Alors commence le travail du dépècement : les dépeceurs grimpent sur le dos de la baleine, retenue le long du bord par deux palans, dont les bouts des cordages sont fixés à la queue et à la tête du monstre. Pour marcher en sûreté sur le dos de leur victime, les travailleurs sont chaussés de grosses bottes garnies de crampons ; des aides placés dans des chaloupes fournissent aux dépeceurs les instruments nécessaires, et dont les principaux sont les tranchants, les couteaux, les mains de fer et les crochets.

La première opération consiste à enlever la pièce de revirement, large de deux pieds à peu près et de toute la longueur de la baleine. On découpe successivement d’autres bandes de chair ou pièces de lard sur tout le corps du cétacé que l’on retourne par le moyen des palans ; puis on procède au dépouillement de la tête : la langue est coupée le plus profondément possible et avec d’autant plus de soin qu’on en extrait ordinairement six tonneaux d’huile. Cette huile de la langue que bon nombre de pêcheurs méprisent lorsque la pêche a été abondante, est corrosive au point d’altérer les chaudières. Plusieurs pêcheurs assurent que, s’il jaillissait de cette huile sur les membres des matelots occupés à découper, ils seraient à jamais perclus.

Quand les fanons sont arrachés et qu’il ne reste plus que la carcasse, on l’abandonne en dérive à une nuée d’oiseaux de mer que pendant le travail les aides ont peine à éloigner.

Les fanons et l’huile de la baleine ne sont pas tout ce que l’on peut en retirer.
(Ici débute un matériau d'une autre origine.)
//! Identical (tree, prompt, budget) inputs must yield identical bundles,
//! byte-for-byte, across fresh engine instances.

use std::fs;

use repo_context::engine::{ContextEngine, EngineConfig};
use repo_context::types::{ContextBudget, ContextBundle, RepoId, TreeVersion};
use tempfile::tempdir;

fn fixture_tree() -> tempfile::TempDir {
    let dir = tempdir().unwrap();
    fs::create_dir_all(dir.path().join("src/auth")).unwrap();
    fs::create_dir_all(dir.path().join("docs")).unwrap();
    fs::write(
        dir.path().join("src/auth/login.py"),
        "from src.auth.tokens import issue\n\ndef login():\n    return issue()\n",
    )
    .unwrap();
    fs::write(
        dir.path().join("src/auth/tokens.py"),
        "def issue():\n    return 'token'\n",
    )
    .unwrap();
    fs::write(dir.path().join("src/db.py"), "CONNECTIONS = {}\n").unwrap();
    fs::write(dir.path().join("docs/guide.md"), "# Guide\nLogin docs.\n").unwrap();
    fs::write(dir.path().join("main.py"), "from src.auth.login import login\n").unwrap();
    dir
}

fn run_fresh(dir: &tempfile::TempDir) -> ContextBundle {
    let engine = ContextEngine::new(EngineConfig {
        timeout: None,
        ..EngineConfig::default()
    });
    engine
        .build_context(
            dir.path(),
            &RepoId::new("fixture"),
            &TreeVersion::new("v1"),
            "fix the login token flow",
            &ContextBudget::default(),
        )
        .unwrap()
}

#[test]
fn repeated_runs_produce_identical_bundles() {
    let dir = fixture_tree();

    let first = run_fresh(&dir);
    let second = run_fresh(&dir);

    assert_eq!(first, second);

    let first_json = serde_json::to_string(&first).unwrap();
    let second_json = serde_json::to_string(&second).unwrap();
    assert_eq!(first_json, second_json);
}

#[test]
fn bundle_order_is_stable_and_score_descending() {
    let dir = fixture_tree();
    let bundle = run_fresh(&dir);

    assert!(bundle.files.len() >= 2);
    for pair in bundle.files.windows(2) {
        assert!(
            pair[0].score > pair[1].score
                || (pair[0].score == pair[1].score && pair[0].path < pair[1].path)
        );
    }
}

#[test]
fn bundle_serialization_round_trips() {
    let dir = fixture_tree();
    let bundle = run_fresh(&dir);

    let json = serde_json::to_string_pretty(&bundle).unwrap();
    let back: ContextBundle = serde_json::from_str(&json).unwrap();
    assert_eq!(bundle, back);
}
//! Per-language import pattern registry.
//!
//! Each supported language group maps to a fixed set of regular expressions
//! whose first capture group is the referenced module or path string. Adding
//! a language means adding a registry entry, nothing else.

use once_cell::sync::Lazy;
use regex::Regex;

use crate::types::Language;

struct RuleSet {
    languages: &'static [Language],
    patterns: Lazy<Vec<Regex>>,
}

macro_rules! rule_set {
    ($langs:expr, [$($pat:expr),+ $(,)?]) => {
        RuleSet {
            languages: $langs,
            patterns: Lazy::new(|| vec![$(Regex::new($pat).expect("import pattern")),+]),
        }
    };
}

static RULES: [RuleSet; 7] = [
    rule_set!(
        &[Language::Python],
        [
            r"(?m)^\s*from\s+([A-Za-z_][A-Za-z0-9_.]*)\s+import",
            r"(?m)^\s*import\s+([A-Za-z_][A-Za-z0-9_.]*)",
        ]
    ),
    rule_set!(
        &[Language::JavaScript, Language::TypeScript],
        [
            r#"import\s+[^;]*?from\s+["']([^"']+)["']"#,
            r#"require\(\s*["']([^"']+)["']\s*\)"#,
            r#"import\(\s*["']([^"']+)["']\s*\)"#,
        ]
    ),
    rule_set!(
        &[Language::Java, Language::Kotlin],
        [r"(?m)^\s*import\s+([A-Za-z_][A-Za-z0-9_.]*)\s*;?"]
    ),
    rule_set!(
        &[Language::Go],
        [r#"(?m)^\s*import\s+"([^"]+)""#, r#"(?m)^\s+"([^"]+)"\s*$"#]
    ),
    rule_set!(
        &[Language::C, Language::Cpp],
        [r#"(?m)^\s*#include\s+["<]([^">]+)[">]"#]
    ),
    rule_set!(
        &[Language::Rust],
        [
            r"(?m)^\s*(?:pub\s+)?mod\s+([A-Za-z_][A-Za-z0-9_]*)\s*;",
            r"(?m)^\s*use\s+crate::([A-Za-z0-9_:]+)",
        ]
    ),
    rule_set!(
        &[Language::Ruby],
        [r#"(?m)^\s*require(?:_relative)?\s+["']([^"']+)["']"#]
    ),
];

/// Extract raw reference strings from `content` for `language`. Empty for
/// languages with no registered rule set.
pub fn extract_references(content: &str, language: Language) -> Vec<String> {
    let Some(set) = RULES.iter().find(|r| r.languages.contains(&language)) else {
        return Vec::new();
    };

    let mut refs = Vec::new();
    for pattern in set.patterns.iter() {
        for cap in pattern.captures_iter(content) {
            if let Some(m) = cap.get(1) {
                let reference = m.as_str().trim();
                if !reference.is_empty() {
                    refs.push(reference.to_string());
                }
            }
        }
    }
    refs
}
Les Groënlandais et quelques habitants du Nord mangent la peau et les nageoires ; le cœur des baleineaux leur semble un mets exquis ; ils remplacent les carreaux de vitres par les intestins corroyés du monstre ; ils font des filets avec leurs tendons, et avec les poils des fanons d’excellentes lignes. Dans diverses contrées, les grands os et la mâchoire servent à la construction des cabanes.

Quelques exemples malheureusement trop bien constatés serviront de complément à ces pages que je m’obstine à ne pas croire inutiles dans la relation de mes courses, et diront les dangers d’une guerre qui a fait tant de victimes. Le commerce aussi a de sanglantes archives.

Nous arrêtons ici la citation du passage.